*What to work on*.
Find every line in the records that holds the string "unleashes". Copy each one.

(Records excerpted from a collection)
▽
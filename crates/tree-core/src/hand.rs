//! Hand-pose input from an external gesture tracker.

use crate::constants::*;
use crate::error::TrackerError;
use glam::Vec3;
use std::sync::atomic::{AtomicBool, Ordering};
use std::sync::{Arc, Mutex};

/// Per-frame detection result, normalized to the camera frame.
#[derive(Clone, Copy, Debug, PartialEq)]
pub struct HandPose {
    pub detected: bool,
    pub is_open: bool,
    pub x: f32,
    pub y: f32,
}

impl Default for HandPose {
    fn default() -> Self {
        Self::NONE
    }
}

impl HandPose {
    /// Fallback when no hand is in view.
    pub const NONE: HandPose = HandPose {
        detected: false,
        is_open: false,
        x: 0.5,
        y: 0.5,
    };

    /// Classify a landmark set. `x` is mirrored so moving the hand right
    /// orbits the camera right.
    pub fn from_landmarks(landmarks: &HandLandmarks, open_threshold: f32) -> Self {
        let palm = landmarks.points[PALM_CENTER];
        Self {
            detected: true,
            is_open: landmarks.openness() > open_threshold,
            x: (1.0 - palm.x).clamp(0.0, 1.0),
            y: palm.y.clamp(0.0, 1.0),
        }
    }

    /// The open-hand gesture that unleashes the tree.
    #[inline]
    pub fn unleashes(&self) -> bool {
        self.detected && self.is_open
    }
}

/// The 21 normalized landmarks of one hand.
#[derive(Clone, Copy, Debug, PartialEq)]
pub struct HandLandmarks {
    pub points: [Vec3; LANDMARK_COUNT],
}

impl HandLandmarks {
    pub fn new(points: [Vec3; LANDMARK_COUNT]) -> Self {
        Self { points }
    }

    /// Mean fingertip-to-wrist distance.
    pub fn openness(&self) -> f32 {
        let wrist = self.points[WRIST];
        let total: f32 = FINGERTIPS
            .iter()
            .map(|&i| self.points[i].distance(wrist))
            .sum();
        total / FINGERTIPS.len() as f32
    }
}

/// Single-slot latest-value channel between the tracker and the frame loop.
/// Writers overwrite; readers always see the newest pose.
#[derive(Clone, Debug, Default)]
pub struct PoseSlot {
    inner: Arc<Mutex<HandPose>>,
}

impl PoseSlot {
    pub fn new() -> Self {
        Self::default()
    }

    pub fn publish(&self, pose: HandPose) {
        match self.inner.lock() {
            Ok(mut slot) => *slot = pose,
            Err(poisoned) => *poisoned.into_inner() = pose,
        }
    }

    pub fn latest(&self) -> HandPose {
        match self.inner.lock() {
            Ok(slot) => *slot,
            Err(poisoned) => *poisoned.into_inner(),
        }
    }
}

/// Handle on an acquired camera stream.
pub trait CaptureStream {
    /// Release the device. Called exactly once, from session teardown.
    fn stop(&mut self);
}

/// Owns the camera stream and the detection loop's cancel flag.
pub struct TrackerSession {
    stream: Option<Box<dyn CaptureStream + Send>>,
    cancelled: Arc<AtomicBool>,
    permission_denied: bool,
    slot: PoseSlot,
}

impl TrackerSession {
    /// Open the camera through `open`. Failure leaves an inactive session;
    /// there is no retry.
    pub fn start<S, F>(slot: PoseSlot, open: F) -> Self
    where
        S: CaptureStream + Send + 'static,
        F: FnOnce() -> Result<S, TrackerError>,
    {
        let (stream, permission_denied) = match open() {
            Ok(s) => (Some(Box::new(s) as Box<dyn CaptureStream + Send>), false),
            Err(TrackerError::PermissionDenied) => {
                log::warn!("[tracker] camera permission denied; gesture control disabled");
                (None, true)
            }
            Err(e) => {
                log::warn!("[tracker] {}", e);
                (None, false)
            }
        };
        Self {
            stream,
            cancelled: Arc::new(AtomicBool::new(false)),
            permission_denied,
            slot,
        }
    }

    pub fn is_active(&self) -> bool {
        self.stream.is_some() && !self.is_cancelled()
    }

    pub fn permission_denied(&self) -> bool {
        self.permission_denied
    }

    /// Flag polled by the detection loop before scheduling its next pass.
    pub fn cancel_token(&self) -> Arc<AtomicBool> {
        self.cancelled.clone()
    }

    pub fn is_cancelled(&self) -> bool {
        self.cancelled.load(Ordering::SeqCst)
    }

    /// Publish a detection result. Ignored once the session is torn down.
    pub fn report(&self, landmarks: Option<&HandLandmarks>, open_threshold: f32) {
        if !self.is_active() {
            return;
        }
        let pose = landmarks
            .map(|l| HandPose::from_landmarks(l, open_threshold))
            .unwrap_or(HandPose::NONE);
        self.slot.publish(pose);
    }

    pub fn slot(&self) -> &PoseSlot {
        &self.slot
    }
}

impl Drop for TrackerSession {
    fn drop(&mut self) {
        self.cancelled.store(true, Ordering::SeqCst);
        if let Some(mut stream) = self.stream.take() {
            stream.stop();
        }
    }
}
use crate::constants::{TRAIL_CAPACITY, TRAIL_DECAY};
use glam::Vec3;

/// Fixed-size comet tail. New samples overwrite the oldest slot; nothing is
/// ever popped.
#[derive(Clone, Debug)]
pub struct TrailBuffer {
    positions: [Vec3; TRAIL_CAPACITY],
    alphas: [f32; TRAIL_CAPACITY],
    head: usize,
}

impl Default for TrailBuffer {
    fn default() -> Self {
        Self {
            positions: [Vec3::ZERO; TRAIL_CAPACITY],
            alphas: [0.0; TRAIL_CAPACITY],
            head: 0,
        }
    }
}

impl TrailBuffer {
    pub fn new() -> Self {
        Self::default()
    }

    /// Record `position` as the freshest sample, then fade every slot.
    pub fn push(&mut self, position: Vec3) {
        self.positions[self.head] = position;
        self.alphas[self.head] = 1.0;
        self.head = (self.head + 1) % TRAIL_CAPACITY;
        self.decay();
    }

    /// Fade every slot once without recording.
    pub fn decay(&mut self) {
        for a in &mut self.alphas {
            *a *= TRAIL_DECAY;
        }
    }

    #[inline]
    pub fn capacity(&self) -> usize {
        TRAIL_CAPACITY
    }

    pub fn positions(&self) -> &[Vec3] {
        &self.positions
    }

    pub fn alphas(&self) -> &[f32] {
        &self.alphas
    }

    pub fn alpha_sum(&self) -> f32 {
        self.alphas.iter().sum()
    }

    /// Slot written by the most recent push.
    pub fn newest(&self) -> (Vec3, f32) {
        let i = (self.head + TRAIL_CAPACITY - 1) % TRAIL_CAPACITY;
        (self.positions[i], self.alphas[i])
    }

    /// `(position, alpha)` pairs in slot order, ready for upload.
    pub fn samples(&self) -> impl Iterator<Item = (Vec3, f32)> + '_ {
        self.positions.iter().copied().zip(self.alphas.iter().copied())
    }
}
//! Camera and the rig that switches between orbit and gesture control.

use crate::animation::damp;
use crate::constants::*;
use crate::hand::HandPose;
use glam::{Mat4, Vec3};
use std::f32::consts::TAU;

/// Perspective camera looking from `eye` toward `target`, right-handed.
#[derive(Clone, Debug)]
pub struct Camera {
    pub eye: Vec3,
    pub target: Vec3,
    pub up: Vec3,
    pub aspect: f32,
    pub fovy_radians: f32,
    pub znear: f32,
    pub zfar: f32,
}

impl Default for Camera {
    fn default() -> Self {
        Self {
            eye: Vec3::from_array(CAMERA_START),
            target: Vec3::ZERO,
            up: Vec3::Y,
            aspect: 16.0 / 9.0,
            fovy_radians: CAMERA_FOVY_DEG.to_radians(),
            znear: 0.1,
            zfar: 200.0,
        }
    }
}

impl Camera {
    pub fn projection_matrix(&self) -> Mat4 {
        Mat4::perspective_rh(self.fovy_radians, self.aspect, self.znear, self.zfar)
    }
    /// World to view space.
    pub fn view_matrix(&self) -> Mat4 {
        Mat4::look_at_rh(self.eye, self.target, self.up)
    }
    /// View-space depth of a world point; negative in front of the camera.
    pub fn view_depth(&self, world: Vec3) -> f32 {
        self.view_matrix().transform_point3(world).z
    }
}

/// Free orbit around a fixed target with auto-rotation.
#[derive(Clone, Debug)]
pub struct OrbitControls {
    pub target: Vec3,
    pub distance: f32,
    /// Angle around +Y, measured from +Z toward +X.
    pub azimuth: f32,
    /// Angle down from +Y.
    pub polar: f32,
    pub auto_rotate: bool,
    pub auto_rotate_speed: f32,
}

impl OrbitControls {
    pub fn from_position(target: Vec3, eye: Vec3) -> Self {
        let mut orbit = Self {
            target,
            distance: ORBIT_MIN_DISTANCE,
            azimuth: 0.0,
            polar: 0.0,
            auto_rotate: true,
            auto_rotate_speed: ORBIT_AUTO_ROTATE_SPEED,
        };
        orbit.sync_to(eye);
        orbit
    }

    /// Re-derive the spherical state from a camera position.
    pub fn sync_to(&mut self, eye: Vec3) {
        let offset = eye - self.target;
        let len = offset.length();
        if len > 1e-6 {
            self.azimuth = offset.x.atan2(offset.z);
            self.polar = (offset.y / len).clamp(-1.0, 1.0).acos();
        }
        self.distance = len;
        self.clamp();
    }

    fn clamp(&mut self) {
        self.distance = self.distance.clamp(ORBIT_MIN_DISTANCE, ORBIT_MAX_DISTANCE);
        self.polar = self.polar.clamp(1e-4, ORBIT_MAX_POLAR);
        self.azimuth = self.azimuth.rem_euclid(TAU);
    }

    pub fn rotate(&mut self, d_azimuth: f32, d_polar: f32) {
        self.azimuth += d_azimuth;
        self.polar += d_polar;
        self.clamp();
    }

    /// Scale the orbit distance; values below 1 move closer.
    pub fn zoom(&mut self, scale: f32) {
        if scale > 0.0 {
            self.distance *= scale;
        }
        self.clamp();
    }

    pub fn update(&mut self, dt: f32) {
        if self.auto_rotate {
            // one turn per minute at speed 1
            self.azimuth -= TAU / 60.0 * self.auto_rotate_speed * dt;
        }
        self.clamp();
    }

    pub fn position(&self) -> Vec3 {
        let s = self.polar.sin();
        self.target
            + Vec3::new(
                self.distance * s * self.azimuth.sin(),
                self.distance * self.polar.cos(),
                self.distance * s * self.azimuth.cos(),
            )
    }
}

#[derive(Clone, Copy, Debug, PartialEq, Eq)]
pub enum CameraMode {
    Manual,
    Gesture,
}

/// Where the camera heads for a detected hand.
pub fn gesture_target(pose: &HandPose) -> Vec3 {
    let azimuth = (pose.x - 0.5) * GESTURE_SWEEP;
    let height = GESTURE_HEIGHT_BASE + pose.y * GESTURE_HEIGHT_SPAN;
    Vec3::new(
        azimuth.sin() * GESTURE_RADIUS,
        height,
        azimuth.cos() * GESTURE_RADIUS,
    )
}

pub struct CameraRig {
    pub camera: Camera,
    pub orbit: OrbitControls,
    mode: CameraMode,
}

impl Default for CameraRig {
    fn default() -> Self {
        Self::new(Camera::default())
    }
}

impl CameraRig {
    pub fn new(camera: Camera) -> Self {
        let orbit = OrbitControls::from_position(camera.target, camera.eye);
        let mut rig = Self {
            camera,
            orbit,
            mode: CameraMode::Manual,
        };
        rig.camera.eye = rig.orbit.position();
        rig
    }

    pub fn mode(&self) -> CameraMode {
        self.mode
    }

    pub fn update(&mut self, pose: &HandPose, dt: f32) {
        let dt = dt.max(0.0);
        if pose.detected {
            self.mode = CameraMode::Gesture;
            let target = gesture_target(pose);
            let eye = self.camera.eye;
            self.camera.eye = Vec3::new(
                damp(eye.x, target.x, CAMERA_SMOOTHING, dt),
                damp(eye.y, target.y, CAMERA_SMOOTHING, dt),
                damp(eye.z, target.z, CAMERA_SMOOTHING, dt),
            );
            self.camera.target = Vec3::from_array(GESTURE_LOOK_AT);
            return;
        }

        if self.mode == CameraMode::Gesture {
            // resume orbiting from wherever the gesture left the camera
            self.orbit.sync_to(self.camera.eye);
            self.mode = CameraMode::Manual;
        }
        self.orbit.update(dt);
        self.camera.eye = self.orbit.position();
        self.camera.target = self.orbit.target;
    }
}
△
*Answer to the problem*.
    /// The open-hand gesture that unleashes the tree.
    pub fn unleashes(&self) -> bool {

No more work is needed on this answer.